Q&A with Freshwater's Carrie Jennings

Updated: Jan 4, 2023

A highlight of Back to Basics will be the keynote address from Dr. Carrie Jennings, research and policy director with Freshwater. In addition to her expertise, Dr. Jennings has both academic and public service experience and is an active water enthusiast. Her talk, “The Long History of Water in the Northern Lakes Region,” will paint a picture of how the water we use today came to be and how to best protect it. For more information about the 17th Annual Back to Basics, please go here.

What sparked your interest in geology? Had you always planned to become a geologist?
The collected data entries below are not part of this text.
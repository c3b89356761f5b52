//! Request/response bodies of the `generateContent` REST call.

use base64::{engine::general_purpose::STANDARD, Engine as _};
use serde::{Deserialize, Serialize};

use crate::{
    error::{Result, TattooError},
    models::{ContentRequest, GenerationOutput, InlineImage},
};

/// Finish reasons that mean the candidate was withheld.
const BLOCKED_FINISH_REASONS: &[&str] = &[
    "SAFETY",
    "IMAGE_SAFETY",
    "IMAGE_PROHIBITED_CONTENT",
    "PROHIBITED_CONTENT",
    "BLOCKLIST",
    "SPII",
    "RECITATION",
    "IMAGE_RECITATION",
];

#[derive(Debug, Serialize)]
#[serde(rename_all = "camelCase")]
pub struct GenerateContentRequest {
    pub contents: Vec<Content>,
    pub generation_config: GenerationConfig,
}

#[derive(Debug, Serialize)]
pub struct Content {
    pub role: String,
    pub parts: Vec<RequestPart>,
}

#[derive(Debug, Serialize)]
#[serde(untagged)]
pub enum RequestPart {
    Text { text: String },
    InlineData { inline_data: RequestBlob },
}

#[derive(Debug, Serialize)]
pub struct RequestBlob {
    pub mime_type: String,
    pub data: String,
}

#[derive(Debug, Serialize)]
#[serde(rename_all = "camelCase")]
pub struct GenerationConfig {
    pub response_modalities: Vec<String>,
}

impl From<&ContentRequest> for GenerateContentRequest {
    /// The prompt goes first, followed by the images in request order.
    fn from(request: &ContentRequest) -> Self {
        let mut parts = vec![RequestPart::Text {
            text: request.prompt.clone(),
        }];
        parts.extend(request.images.iter().map(|image| RequestPart::InlineData {
            inline_data: RequestBlob {
                mime_type: image.mime_type.clone(),
                data: image.to_base64(),
            },
        }));

        Self {
            contents: vec![Content {
                role: "user".to_string(),
                parts,
            }],
            generation_config: GenerationConfig {
                response_modalities: vec!["TEXT".to_string(), "IMAGE".to_string()],
            },
        }
    }
}

#[derive(Debug, Deserialize)]
#[serde(rename_all = "camelCase")]
pub struct GenerateContentResponse {
    #[serde(default)]
    pub candidates: Vec<Candidate>,
    #[serde(default)]
    pub prompt_feedback: Option<PromptFeedback>,
}

#[derive(Debug, Deserialize)]
#[serde(rename_all = "camelCase")]
pub struct Candidate {
    #[serde(default)]
    pub content: Option<CandidateContent>,
    #[serde(default)]
    pub finish_reason: Option<String>,
}

#[derive(Debug, Deserialize)]
pub struct CandidateContent {
    #[serde(default)]
    pub parts: Vec<ResponsePart>,
}

#[derive(Debug, Deserialize)]
#[serde(rename_all = "camelCase")]
pub struct ResponsePart {
    #[serde(default)]
    pub text: Option<String>,
    #[serde(default, alias = "inline_data")]
    pub inline_data: Option<ResponseBlob>,
    #[serde(default)]
    pub thought: bool,
}

#[derive(Debug, Deserialize)]
#[serde(rename_all = "camelCase")]
pub struct ResponseBlob {
    #[serde(default, alias = "mime_type")]
    pub mime_type: Option<String>,
    pub data: String,
}

#[derive(Debug, Deserialize)]
#[serde(rename_all = "camelCase")]
pub struct PromptFeedback {
    #[serde(default)]
    pub block_reason: Option<String>,
    #[serde(default)]
    pub block_reason_message: Option<String>,
}

/// Google's standard error envelope: `{"error": {"code", "message", "status"}}`.
#[derive(Debug, Deserialize)]
pub struct ErrorEnvelope {
    pub error: ErrorBody,
}

#[derive(Debug, Deserialize)]
pub struct ErrorBody {
    #[serde(default)]
    pub message: String,
    #[serde(default)]
    pub status: Option<String>,
}

impl GenerateContentResponse {
    /// Joins the text parts of the first candidate and takes its first image.
    pub fn into_output(self) -> Result<GenerationOutput> {
        if let Some(feedback) = &self.prompt_feedback {
            if let Some(reason) = &feedback.block_reason {
                let msg = feedback
                    .block_reason_message
                    .clone()
                    .unwrap_or_else(|| format!("prompt blocked: {}", reason));
                return Err(TattooError::ContentBlocked(msg));
            }
        }

        let candidate = self.candidates.into_iter().next().ok_or_else(|| {
            TattooError::ResponseError("No candidates in Gemini response".into())
        })?;

        if let Some(reason) = candidate.finish_reason.as_deref() {
            if BLOCKED_FINISH_REASONS.contains(&reason) {
                return Err(TattooError::ContentBlocked(format!(
                    "response withheld by Gemini: {}",
                    reason
                )));
            }
        }

        let mut text = String::new();
        let mut image = None;
        for part in candidate.content.map(|c| c.parts).unwrap_or_default() {
            if part.thought {
                continue;
            }
            if let Some(fragment) = part.text {
                text.push_str(&fragment);
            }
            if let (None, Some(blob)) = (&image, part.inline_data) {
                let data = STANDARD.decode(blob.data.as_bytes()).map_err(|e| {
                    TattooError::ResponseError(format!("image part is not valid base64: {}", e))
                })?;
                let mime_type = blob.mime_type.unwrap_or_else(|| "image/png".to_string());
                image = Some(InlineImage::new(mime_type, data));
            }
        }

        let text = Some(text.trim().to_string()).filter(|t| !t.is_empty());
        Ok(GenerationOutput { text, image })
    }
}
My plan when my clarinet teacher drove me from Ohio to Northwestern in Illinois for an audition was to become a professional musician. I wasn’t accepted to study with the prestigious clarinetist of the Chicago Symphony Orchestra but NU wrote me a nice letter saying I could come to school there anyway. The first two years were fully dedicated to distribution requirements and I stumbled on a class called The Origin of Mountains and was hooked. Most geologists find the field this way, accidentally. Not sure I could cut it, I vowed to myself to stay with it until I flunked out. I ended up with a PhD (after some shaky grades in Physical Chemistry).


Did you come across surprising information about Minnesota geology (in general or in our area in particular) when you worked on the County Geologic Atlas program?


Every day of mapping the geology of Minnesota involved gathering clues and solving little mysteries to build the picture of what happened in the past. So much of the evidence is missing so you have to rely on incomplete information. I loved the process and sometimes a puzzle piece would finally snap into place after years, completing the story. I think that what I am most known for is developing the idea that our ice lobes were the outlet glaciers of fast-moving ice streams, like those you hear about these days in Greenland and Antarctica. They don’t advance when it’s cold, they are actually the mechanism by which ice sheets are drawn down as climate warms.



I think the other big idea was correcting the idea of how boulders form. We like to think that glaciers are just plucking away at the bedrock and then rivers round rocks after the fact. In fact, extremely large, perfectly round and polished boulders emerge from the rotten rock—saprolite--developed over 100,000s of year of chemical weathering. These corestones were released from the surrounding grus [coarse-grained rock fragments] and clay as glacier and their meltwater streams simply brushed away the grit.


Can you tell us a little bit about your organization, Freshwater, and the goals you are working towards?


I take the statement on our homepage to heart: WE TRANSLATE SCIENCE INTO POLICY AND ACTION TO PRESERVE OUR FRESHWATER RESOURCES. We work on both surface water and groundwater, and both quantity and quality. We also work on both the natural and the built water environment. I prioritize my research in areas where it can inform policy and where that policy can move the needle. If policy solutions are out of reach, we work with community leaders and doers to inform and multiply our impact.


What do you consider is the biggest threat to the State of Minnesota’s groundwater?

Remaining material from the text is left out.